Boys and girls should be taught to think first of others in material things; they should be infected with the wisdom to know that in making smooth the way of all lies the road to their own health and happiness.
—John Galsworthy (1867–1933) English Novelist, Playwright
Upon the subject of education, not presuming to dictate any plan or system respecting it, I can only say that I view it as the most important subject which we as a people may be engaged in. That everyone may receive at least a moderate education appears to be an objective of vital importance.

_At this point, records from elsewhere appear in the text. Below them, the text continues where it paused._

//! Scripted chat backend for tests.

use async_trait::async_trait;
use parking_lot::Mutex;
use std::collections::VecDeque;
use std::sync::atomic::{AtomicU32, Ordering};
use tokio::sync::mpsc;
use tokio_stream::wrappers::UnboundedReceiverStream;
use wikichat_api::{
    ChatBackend, ChatEntry, DirectReply, Error, EventStream, Result, SessionAck, StreamEvent,
};

/// Sender side of a live scripted stream
pub(crate) type StreamFeed = mpsc::UnboundedSender<Result<StreamEvent>>;

#[derive(Default)]
pub(crate) struct MockBackend {
    sessions: AtomicU32,
    histories: Mutex<Vec<Vec<ChatEntry>>>,
    session_failures: Mutex<VecDeque<Error>>,
    streams: Mutex<VecDeque<EventStream>>,
    replies: Mutex<VecDeque<Result<DirectReply>>>,
    questions: Mutex<Vec<String>>,
}

impl MockBackend {
    pub(crate) fn new() -> Self {
        Self::default()
    }

    /// Queue a stream that yields `items` and then ends.
    pub(crate) fn with_stream(self, items: Vec<Result<StreamEvent>>) -> Self {
        self.streams.lock().push_back(Box::pin(futures::stream::iter(items)));
        self
    }

    /// Queue a stream that stays open until the returned feed is dropped.
    pub(crate) fn live_stream(&self) -> StreamFeed {
        let (tx, rx) = mpsc::unbounded_channel();
        self.streams
            .lock()
            .push_back(Box::pin(UnboundedReceiverStream::new(rx)));
        tx
    }

    /// Make the next session creation fail.
    pub(crate) fn fail_next_session(self, error: Error) -> Self {
        self.session_failures.lock().push_back(error);
        self
    }

    pub(crate) fn with_reply(self, reply: Result<DirectReply>) -> Self {
        self.replies.lock().push_back(reply);
        self
    }

    pub(crate) fn session_calls(&self) -> u32 {
        self.sessions.load(Ordering::SeqCst)
    }

    pub(crate) fn histories(&self) -> Vec<Vec<ChatEntry>> {
        self.histories.lock().clone()
    }

    pub(crate) fn questions(&self) -> Vec<String> {
        self.questions.lock().clone()
    }
}

#[async_trait]
impl ChatBackend for MockBackend {
    async fn create_session(&self, history: &[ChatEntry]) -> Result<SessionAck> {
        self.sessions.fetch_add(1, Ordering::SeqCst);
        self.histories.lock().push(history.to_vec());
        if let Some(error) = self.session_failures.lock().pop_front() {
            return Err(error);
        }
        Ok(SessionAck(serde_json::json!({"success": true})))
    }

    async fn open_stream(&self) -> Result<EventStream> {
        self.streams
            .lock()
            .pop_front()
            .ok_or_else(|| Error::Sse("no scripted stream".into()))
    }

    async fn ask(&self, question: &str) -> Result<DirectReply> {
        self.questions.lock().push(question.to_string());
        self.replies
            .lock()
            .pop_front()
            .unwrap_or_else(|| Err(Error::api(404, "no scripted reply")))
    }
}
//! Server-push reply stream and per-event decoding

use crate::error::{Error, Result};
use crate::types::{StreamEvent, WireEvent};
use async_stream::stream;
use futures::StreamExt;
use reqwest_eventsource::{Event, EventSource};
use std::pin::Pin;
use tokio_stream::Stream;

/// A stream of decoded reply events.
///
/// `Err(Error::Decode { .. })` items mark a single malformed message and the
/// stream keeps going. Any other error is the final item. Dropping the
/// stream closes the connection.
pub type EventStream = Pin<Box<dyn Stream<Item = Result<StreamEvent>> + Send>>;

/// Decode one pushed message payload
pub fn decode_event(data: &str) -> Result<StreamEvent> {
    serde_json::from_str::<WireEvent>(data)
        .map(StreamEvent::from)
        .map_err(|source| Error::Decode {
            data: data.to_string(),
            source,
        })
}

/// Create the event stream from SSE events
pub(crate) fn create_stream(mut event_source: EventSource) -> impl Stream<Item = Result<StreamEvent>> {
    stream! {
        while let Some(event_result) = event_source.next().await {
            match event_result {
                Ok(Event::Open) => {
                    tracing::debug!("Reply stream opened");
                }
                Ok(Event::Message(message)) => {
                    if !message.event.is_empty() && message.event != "message" {
                        tracing::debug!("Ignoring SSE event type: {}", message.event);
                        continue;
                    }
                    yield decode_event(&message.data);
                }
                Err(e) => {
                    // Never reconnect: a cut-off reply is reported instead.
                    event_source.close();
                    yield Err(map_sse_error(e));
                    break;
                }
            }
        }
    }
}

fn map_sse_error(error: reqwest_eventsource::Error) -> Error {
    use reqwest_eventsource::Error as SseError;

    match error {
        SseError::StreamEnded => Error::Sse("stream ended before the reply finished".into()),
        SseError::InvalidStatusCode(status, _) => {
            Error::api(status.as_u16(), "reply stream rejected")
        }
        SseError::InvalidContentType(content_type, _) => Error::UnexpectedResponse(format!(
            "expected text/event-stream, got {:?}",
            content_type
        )),
        SseError::Transport(e) => Error::Http(e),
        other => Error::Sse(other.to_string()),
    }
}
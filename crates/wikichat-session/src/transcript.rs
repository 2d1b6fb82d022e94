//! Transcript store: the ordered conversation log.
//!
//! Entries are only ever appended. The single exception is the last entry
//! while it is transient: its content may be replaced, and it is then
//! finalized in place. Every mutation is broadcast to subscribers in the
//! order it happened.

use serde::{Deserialize, Serialize};
use tokio::sync::broadcast;
use wikichat_api::{Author, ChatEntry};

use crate::error::{Error, Result};

/// Greeting the transcript is seeded with
pub const DEFAULT_GREETING: &str = "Hi there, how can I help?";

/// One entry of the transcript
#[derive(Debug, Clone, PartialEq, Serialize, Deserialize)]
pub struct ConversationEntry {
    pub content: String,
    pub author: Author,
    #[serde(default, skip_serializing_if = "Option::is_none")]
    pub context: Option<String>,
    /// Content may still be replaced by a later event of the same reply
    #[serde(default)]
    pub is_transient: bool,
    /// Client-side failure notice, never sent to the backend
    #[serde(default)]
    pub is_error: bool,
    pub timestamp: i64,
}

impl ConversationEntry {
    fn new(author: Author, content: impl Into<String>) -> Self {
        Self {
            content: content.into(),
            author,
            context: None,
            is_transient: false,
            is_error: false,
            timestamp: chrono::Utc::now().timestamp_millis(),
        }
    }

    /// Create a user-authored entry
    pub fn user(content: impl Into<String>) -> Self {
        Self::new(Author::User, content)
    }

    /// Create a final agent-authored entry
    pub fn agent(content: impl Into<String>) -> Self {
        Self::new(Author::Agent, content)
    }

    /// Create an agent-authored failure notice
    pub fn error_notice(content: impl Into<String>) -> Self {
        Self {
            is_error: true,
            ..Self::new(Author::Agent, content)
        }
    }

    /// Mark this entry as transient
    pub fn into_transient(mut self) -> Self {
        self.is_transient = true;
        self
    }

    /// Wire shape of this entry
    pub fn to_chat_entry(&self) -> ChatEntry {
        ChatEntry {
            content: self.content.clone(),
            author: self.author,
            context: self.context.clone(),
        }
    }
}

impl From<ChatEntry> for ConversationEntry {
    fn from(entry: ChatEntry) -> Self {
        Self {
            context: entry.context,
            ..Self::new(entry.author, entry.content)
        }
    }
}

/// Notifications emitted for every transcript mutation
#[derive(Debug, Clone, PartialEq, Serialize, Deserialize)]
#[serde(tag = "type", rename_all = "snake_case")]
pub enum TranscriptEvent {
    /// An entry was added at `index`
    Appended {
        index: usize,
        entry: ConversationEntry,
    },
    /// The transient entry at `index` got new content
    ContentReplaced { index: usize, content: String },
    /// The transient entry at `index` became final
    Finalized { index: usize, content: String },
    /// The whole transcript was torn down back to the greeting
    Reset { greeting: ConversationEntry },
}

/// Ordered, append-only conversation log
#[derive(Debug)]
pub struct Transcript {
    greeting: String,
    entries: Vec<ConversationEntry>,
    event_tx: broadcast::Sender<TranscriptEvent>,
}

impl Default for Transcript {
    fn default() -> Self {
        Self::new(DEFAULT_GREETING)
    }
}

impl Transcript {
    /// Create a transcript seeded with a synthetic agent greeting
    pub fn new(greeting: impl Into<String>) -> Self {
        let greeting = greeting.into();
        let (event_tx, _) = broadcast::channel(256);
        Self {
            entries: vec![ConversationEntry::agent(greeting.clone())],
            greeting,
            event_tx,
        }
    }

    /// Subscribe to mutation notifications
    pub fn subscribe(&self) -> broadcast::Receiver<TranscriptEvent> {
        self.event_tx.subscribe()
    }

    pub(crate) fn sender(&self) -> broadcast::Sender<TranscriptEvent> {
        self.event_tx.clone()
    }

    /// All entries, greeting first
    pub fn entries(&self) -> &[ConversationEntry] {
        &self.entries
    }

    pub fn len(&self) -> usize {
        self.entries.len()
    }

    pub fn is_empty(&self) -> bool {
        self.entries.is_empty()
    }

    /// Peek at the most recent entry
    pub fn last_entry(&self) -> Option<&ConversationEntry> {
        self.entries.last()
    }

    /// Whether the last entry is still being streamed into
    pub fn has_transient(&self) -> bool {
        self.last_entry().is_some_and(|e| e.is_transient)
    }

    /// The conversation as sent to the backend: real turns only, without the
    /// greeting and without local failure notices.
    pub fn history(&self) -> Vec<ChatEntry> {
        self.entries
            .iter()
            .skip(1)
            .filter(|e| !e.is_error)
            .map(ConversationEntry::to_chat_entry)
            .collect()
    }

    /// Add an entry at the end. Returns its index.
    pub fn append(&mut self, entry: ConversationEntry) -> Result<usize> {
        if self.has_transient() {
            return Err(Error::InvariantViolation(
                "cannot append while the last entry is transient".to_string(),
            ));
        }
        if entry.is_transient && entry.author != Author::Agent {
            return Err(Error::InvariantViolation(
                "only agent entries can be transient".to_string(),
            ));
        }
        let index = self.entries.len();
        self.entries.push(entry.clone());
        self.notify(TranscriptEvent::Appended { index, entry });
        Ok(index)
    }

    /// Replace the content of the last entry, keeping its author and flags
    pub fn replace_last_content(&mut self, content: impl Into<String>) -> Result<()> {
        let index = self
            .entries
            .len()
            .checked_sub(1)
            .ok_or(Error::PreconditionFailed("replace on an empty transcript"))?;
        let content = content.into();
        self.entries[index].content = content.clone();
        self.notify(TranscriptEvent::ContentReplaced { index, content });
        Ok(())
    }

    /// Resolve the transient last entry to final, optionally with new content
    /// and context.
    pub fn finalize_last(
        &mut self,
        content: Option<String>,
        context: Option<String>,
    ) -> Result<usize> {
        let index = self
            .entries
            .len()
            .checked_sub(1)
            .ok_or(Error::PreconditionFailed("finalize on an empty transcript"))?;
        let entry = &mut self.entries[index];
        if !entry.is_transient {
            return Err(Error::PreconditionFailed("last entry is not transient"));
        }
        if let Some(content) = content {
            entry.content = content;
        }
        if context.is_some() {
            entry.context = context;
        }
        entry.is_transient = false;
        let content = entry.content.clone();
        self.notify(TranscriptEvent::Finalized { index, content });
        Ok(index)
    }

    /// Finalize a dangling transient entry without touching its content.
    /// Returns the index of the sealed entry, if there was one.
    pub fn seal_transient(&mut self) -> Option<usize> {
        if !self.has_transient() {
            return None;
        }
        self.finalize_last(None, None).ok()
    }

    /// Tear the whole transcript down to a fresh greeting
    pub fn reset(&mut self) {
        let greeting = ConversationEntry::agent(self.greeting.clone());
        self.entries = vec![greeting.clone()];
        self.notify(TranscriptEvent::Reset { greeting });
    }

    fn notify(&self, event: TranscriptEvent) {
        // No subscribers is fine.
        let _ = self.event_tx.send(event);
    }
}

—Abraham Lincoln (1809–65) American Head of State
‘Tis well enough for a servant to be bred at an University. But the education is a little too pedantic for a gentleman.
—William Congreve (1670–1729) English Playwright, Poet
The greatest education in the world is watching the masters at work.
—Michael Jackson (1958–2009) American Singer-Songwriter
The child who desires education will be bettered by it; the child who dislikes it disgraced.
—John Ruskin (1819–1900) English Writer, Art Critic
Every act of conscious learning requires the willingness to suffer an injury to one’s self-esteem. That is why young children, before they are aware of their own self-importance, learn so easily; and why older persons, especially if vain or important, cannot learn at all.
—Thomas Szasz (1920–2012) Hungarian-American Psychiatrist, Psychoanalyst
Education is…[A process] which makes one rogue cleverer than another.
—Oscar Wilde (1854–1900) Irish Poet, Playwright
Let us describe the education of our men. What then is the education to be? Perhaps we could hardly find a better than that which the experience of the past has already discovered, which consists, I believe, in gymnastic, for the body, and music for the mind.
—Plato (428 BCE–347 BCE) Greek Philosopher, Mathematician, Educator
Universities are of course hostile to geniuses, which, seeing and using ways of their own, discredit the routine: as churches and monasteries persecute youthful saints.
—Ralph Waldo Emerson (1803–82) American Philosopher
My idea of education is to unsettle the minds of the young and inflame their intellects.
—Robert Maynard Hutchins (1899–1977) American Educational Philosopher
Education is the art of making man ethical.
—Georg Wilhelm Friedrich Hegel (1770–1831) German Philosopher
Education consists of example and love—nothing else.
—Johann Heinrich Pestalozzi (1746–1827) Swiss Educator
Our attitude towards ourselves should be “to be satiable in learning” and towards others “to be tireless in teaching.”
—Mao Zedong (1893–1976) Chinese Statesman
Nine tenths of education is encouragement.
—Anatole France (1844–1924) French Novelist
Don’t let school interfere with your education.
—Mark Twain (1835–1910) American Humorist
Education is a weapon, whose effect depends on who holds it in his hands and at whom it is aimed.